その作戦と蒼氷龍(ブルーアイスドラゴン){済}

 涼香バルロスは要が、まわりを警戒しながら、自分の方にむかってきていたので不思議におもった。


(要。何故、我の方にむかってくる?ガディスから、どんな指示がだされたのだ。うむ、どうする。ネフロスは、要を狙っているようだが……)


 涼香バルロスはそう考えながら、ネフロスと要のうごきを観察していた。


(いったい、なにするつもりだ。何故あの女のもとに?)


 ネフロスは剣をかまえなおすと、要にその剣をむけながら様子をうかがっていた。


(さて、お前がどこまでやれるか、その力をみせてもらおうじゃないか)


 ガディスは急に方向をかえ、ネフロスにむけていた剣をラゴスにむけ握りなおすと、


 《魔剣 蒼氷龍魔翔‼︎》


 するとガディスの剣が蒼く光りだし、蒼く透きとおった氷の龍があらわれる。


 すかさずラゴスめがけ剣を突きさすように押しだすと、蒼氷龍ブルーアイスドラゴンは剣からはなたれた。


(……⁉︎急に狙いをかえた?それに、なぜ僕を?)


 ラゴスは、その行動を予想していなかったため、攻撃が間にあわないとおもい手を前にかざし、


 《ブクリエ デ ヴァン‼︎》


 すると、ラゴスの手に風をまとった盾があらわれる。


 そして風の盾を、せまってくる蒼氷龍めがけかざし、左回りに大きく円を描いた。


 するとその盾をおおっていた風が周囲にはなたれ、ラゴスの前に風のバリアが張られる。


「フッ。ラゴス、甘いな……」


「ガディス。なにをする気なんだ?」


 ガディスが剣を天にかかげると、蒼氷龍は風のバリアのスレスレで急上昇した。


「……ま、まさか⁉︎」


 ラゴスは慌てて風の盾を上にかざしバリアを張ろうとする。


 だが既にガディスは剣を振りおろし、蒼氷龍がラゴスめがけ急下降していた。


 するとラゴスは、迫ってくる蒼氷龍を風の盾でガードし跳ねかえした。


「クッ。なんとか防げたか」


「フフ……。いや、まだだ!」


 やすむ間もなくガディスは、剣を天にかざし右回りに円を描いた。


 そしてそれと同時に蒼氷龍は上昇し、右回りに旋回すると輪をつくりラゴスを見下ろした。


 《氷龍 絶零氷光波‼︎》


 すると、蒼氷龍がつくりだした輪の中が蒼く光りはじめた。


 そして、その光から蒼い光線がラゴスめがけはなたれる。


「これは、なんのつもりだ⁉︎」


 ラゴスはそれをみて驚き叫んだ。


「ガディス。お前、まわりを巻きこむつもりか⁉︎」


 ネフロスは要に剣をむけていたが、ラゴスとガディスの方をむき驚き叫んだ。


 クルテルは首を傾げ不思議におもったが用心のため、いつでも魔法を放てるように杖をかまえていた。


 涼香バルロスはその光景をみていた。


(どうするつもりだ!この魔法を浴びれば……。ガディス、なにを考えている?

 それに要は、この魔法のことを知っているのか?よゆうで我の所にきているようだが。……)
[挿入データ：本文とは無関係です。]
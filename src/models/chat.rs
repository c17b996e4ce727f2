// OpenAI-compatible chat completion types
// Author: kelexine (https://github.com/kelexine)

use serde::{Deserialize, Serialize};

/// Chat completion request body.
#[derive(Debug, Clone, Serialize)]
pub struct ChatCompletionRequest {
    /// Target model identifier (e.g., "gemini-1.5-flash").
    pub model: String,

    /// Conversation turns; extraction always sends exactly one.
    pub messages: Vec<ChatMessage>,
}

/// A single conversational turn.
#[derive(Debug, Clone, Serialize)]
pub struct ChatMessage {
    pub role: String,
    pub content: Vec<ContentPart>,
}

/// Ordered content block inside a message.
#[derive(Debug, Clone, Serialize)]
#[serde(tag = "type", rename_all = "snake_case")]
pub enum ContentPart {
    Text { text: String },
    ImageUrl { image_url: ImageUrl },
}

#[derive(Debug, Clone, Serialize)]
pub struct ImageUrl {
    pub url: String,
}

impl ChatCompletionRequest {
    /// Build the single-turn request: instruction text first, then the image.
    pub fn single_image(model: &str, prompt: &str, data_uri: String) -> Self {
        Self {
            model: model.to_string(),
            messages: vec![ChatMessage {
                role: "user".to_string(),
                content: vec![
                    ContentPart::Text {
                        text: prompt.to_string(),
                    },
                    ContentPart::ImageUrl {
                        image_url: ImageUrl { url: data_uri },
                    },
                ],
            }],
        }
    }
}

/// Chat completion response body.
#[derive(Debug, Deserialize)]
pub struct ChatCompletionResponse {
    pub choices: Vec<Choice>,
}

#[derive(Debug, Deserialize)]
pub struct Choice {
    pub message: ResponseMessage,
}

#[derive(Debug, Deserialize)]
pub struct ResponseMessage {
    #[serde(default)]
    pub content: Option<ResponseContent>,
}

/// Message content is either a plain string or a list of typed parts.
#[derive(Debug, Deserialize)]
#[serde(untagged)]
pub enum ResponseContent {
    Text(String),
    Parts(Vec<ResponsePart>),
}

#[derive(Debug, Deserialize)]
pub struct ResponsePart {
    #[serde(rename = "type")]
    pub kind: String,
    #[serde(default)]
    pub text: Option<String>,
}

/// Outcome of reading a well-formed completion response.
#[derive(Debug, Clone, PartialEq, Eq)]
pub enum CompletionText {
    /// First choice carried text content.
    Text(String),
    /// `choices` was present but empty.
    NoChoices,
    /// First choice had no usable text (null content or no text parts).
    Missing,
}

impl ChatCompletionResponse {
    /// Take the text of the first choice.
    pub fn into_first_text(self) -> CompletionText {
        let Some(choice) = self.choices.into_iter().next() else {
            return CompletionText::NoChoices;
        };

        match choice.message.content {
            Some(ResponseContent::Text(text)) => CompletionText::Text(text),
            Some(ResponseContent::Parts(parts)) => {
                let texts: Vec<String> = parts
                    .into_iter()
                    .filter(|p| p.kind == "text" || p.kind == "output_text")
                    .filter_map(|p| p.text)
                    .collect();
                if texts.is_empty() {
                    CompletionText::Missing
                } else {
                    CompletionText::Text(texts.concat())
                }
            }
            None => CompletionText::Missing,
        }
    }
}

#[cfg(test)]
mod tests {
    use super::*;
    use serde_json::json;

    #[test]
    fn test_single_image_request_format() {
        let request = ChatCompletionRequest::single_image(
            "gemini-1.5-flash",
            "Read this",
            "data:image/png;base64,AAAA".to_string(),
        );
        let value = serde_json::to_value(&request).unwrap();

        assert_eq!(
            value,
            json!({
                "model": "gemini-1.5-flash",
                "messages": [{
                    "role": "user",
                    "content": [
                        {"type": "text", "text": "Read this"},
                        {"type": "image_url", "image_url": {"url": "data:image/png;base64,AAAA"}}
                    ]
                }]
            })
        );
    }

    #[test]
    fn test_string_content() {
        let response: ChatCompletionResponse = serde_json::from_value(json!({
            "id": "chatcmpl-1",
            "choices": [{"index": 0, "message": {"role": "assistant", "content": "HELLO"}, "finish_reason": "stop"}]
        }))
        .unwrap();
        assert_eq!(response.into_first_text(), CompletionText::Text("HELLO".to_string()));
    }

    #[test]
    fn test_extra_response_fields_are_ignored() {
        let response: ChatCompletionResponse = serde_json::from_value(json!({
            "id": "chatcmpl-2",
            "object": "chat.completion",
            "created": 1700000000,
            "usage": {"prompt_tokens": 258, "completion_tokens": 3},
            "choices": [{
                "index": 0,
                "message": {"role": "assistant", "content": "OK", "refusal": null},
                "finish_reason": "stop",
                "logprobs": null
            }]
        }))
        .unwrap();
        assert_eq!(response.into_first_text(), CompletionText::Text("OK".to_string()));
    }

    #[test]
    fn test_parts_content() {
        let response: ChatCompletionResponse = serde_json::from_value(json!({
            "choices": [{"message": {"content": [
                {"type": "text", "text": "Line 1\n"},
                {"type": "refusal"},
                {"type": "text", "text": "Line 2"}
            ]}}]
        }))
        .unwrap();
        assert_eq!(
            response.into_first_text(),
            CompletionText::Text("Line 1\nLine 2".to_string())
        );
    }

    #[test]
    fn test_only_first_choice_is_used() {
        let response: ChatCompletionResponse = serde_json::from_value(json!({
            "choices": [
                {"message": {"content": "first"}},
                {"message": {"content": "second"}}
            ]
        }))
        .unwrap();
        assert_eq!(response.into_first_text(), CompletionText::Text("first".to_string()));
    }

    #[test]
    fn test_empty_choices() {
        let response: ChatCompletionResponse =
            serde_json::from_value(json!({"choices": []})).unwrap();
        assert_eq!(response.into_first_text(), CompletionText::NoChoices);
    }

    #[test]
    fn test_null_content() {
        let response: ChatCompletionResponse = serde_json::from_value(json!({
            "choices": [{"message": {"role": "assistant", "content": null}}]
        }))
        .unwrap();
        assert_eq!(response.into_first_text(), CompletionText::Missing);
    }

    #[test]
    fn test_missing_choices_is_parse_error() {
        let result = serde_json::from_value::<ChatCompletionResponse>(json!({"id": "x"}));
        assert!(result.is_err());
    }
}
 “ねぇ、バルロス。要は、確かに難しいことは苦手だけど。今の状況は、理解してるとおもうよ。んーたぶんね”


(それならば良いのだがな……)


 要は側までくるとその光景をみて今だとおもい、涼香バルロスに耳打ちする。


 すると涼香バルロスは考えたあと、要をみて頷いた。


(なるほど。そういう事か……)


「要。やれるかどうかは分からぬ。この体でやるのは、はじめてなのでな。だが、条件が満たされている今ならば可能かもしれん」


 要はそれを確認すると頷いた。


「じゃ、頼む。勝敗は、バルロスが力をつかえるかで決まるって。ガディスが言ってた」


 すると涼香バルロスはニヤッと笑った。


「そうだな。それに時間もなさそうだ‼︎」


 要はそれを聞くとあたりを見渡したあと、ことがすむまでここで待機することにした。


 そして涼香バルロスは、目を閉じなにかをつぶやくと指をパチンとならした。


 すると時がとまり、まわりの者たちは全員静止し、動かなくなった。


「うむ。成功はしたが……。さて、どう運べばいい?この状態では能力はつかえんしな」


 “じゃ、どうするのよ⁉︎”


「そう言われてもな。だが、なんとかするしかないだろう。ここから逃げるにはな」


 バルロスと涼香は、どうしたらいいのかと考えていたが、とりあえず行動に移すことにした。


 そして涼香バルロスは、時がいつもどるか分からないため、時間の許すかぎり、1人ずつ森の外に運ぶことにしたのだった。